▶ **YOUR GOAL**
Lines in the records below that contain the word "style" must each be copied.

START TASK MATERIAL

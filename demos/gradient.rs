//! Write `gradient.html` showing every palette, its interpolated
//! gradient and the grayscale version of both.

use std::{io::{BufWriter, Write},
          fs::File,
          error::Error};
use log::{info, LevelFilter};
use rgb::RGB8;
use simplelog::{Config, SimpleLogger};
use blind_gradient::{ColorRange, Palette, RGBColor, Trivalent};

type Err = Box<dyn Error>;

const OUTPUT: &str = "gradient.html";

fn css_string(c: RGB8) -> String {
    format!("#{:02x}{:02x}{:02x}", c.r, c.g, c.b)
}

fn table_of_colors(fh: &mut impl Write, colors: &[RGB8],
                   width: u32, comment: &str) -> Result<(), Err> {
    writeln!(fh, "<table style=\"border: 0px;  border-spacing: 0px\"><tr>")?;
    for &c in colors {
        writeln!(fh, "  <td style=\"width: {width}px; height: 30px; \
                      background-color: {}\"></td>",
                 css_string(c))?;
    }
    writeln!(fh, "<td rowspan=\"2\" style=\"padding-left: 7px\">\
                  {comment}</td></tr><tr>")?;
    for &c in colors {
        writeln!(fh, "  <td style=\"width: {width}px; height: 12px; \
                      background-color: {}\"></td>",
                 css_string(c.to_gray()))?;
    }
    writeln!(fh, "</tr></table><br/>")?;
    Ok(())
}

/// Sample the palette gradient in `n` columns, like an image encoder
/// asking for the color of each pixel column.
fn interpolated(fh: &mut impl Write, p: Palette, n: usize)
                -> Result<(), Err> {
    let colors: Vec<RGB8> = ColorRange::<RGB8>::range(p, 0., 1., n)
        .map(|(_, c)| c).collect();
    let comment = format!("{} (interpolated)", p.name());
    table_of_colors(fh, &colors, 1, &comment)
}

fn main() -> Result<(), Err> {
    SimpleLogger::init(LevelFilter::Debug, Config::default())?;
    let mut fh = BufWriter::new(File::create(OUTPUT)?);
    writeln!(fh, "<html>\n\
                  <head>\n\
                  <title>blind-gradient: palettes</title>\n\
                  </head>\n\
                  <body>")?;
    for p in Palette::all() {
        info!("{}: {} colors", p.name(), p.len());
        let print = match p.print() {
            Trivalent::Yes => "",
            Trivalent::Maybe => ", maybe print friendly",
            Trivalent::No => ", not print friendly",
        };
        writeln!(fh, "<h3><a href=\"{}\">{}</a></h3>", p.url(), p.name())?;
        let c = format!("{} ({} colors{print})", p.name(), p.len());
        table_of_colors(&mut fh, &p.colors::<RGB8>(), 40, &c)?;
        interpolated(&mut fh, p, 500)?;
    }
    writeln!(fh, "</body>\n\
                  </html>")?;
    fh.flush()?;
    info!("wrote {OUTPUT}");
    Ok(())
}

END TASK MATERIAL

▶ **OUTPUT OF THE TASK**
    writeln!(fh, "<table style=\"border: 0px;  border-spacing: 0px\"><tr>")?;
        writeln!(fh, "  <td style=\"width: {width}px; height: 30px; \
    writeln!(fh, "<td rowspan=\"2\" style=\"padding-left: 7px\">\
        writeln!(fh, "  <td style=\"width: {width}px; height: 12px; \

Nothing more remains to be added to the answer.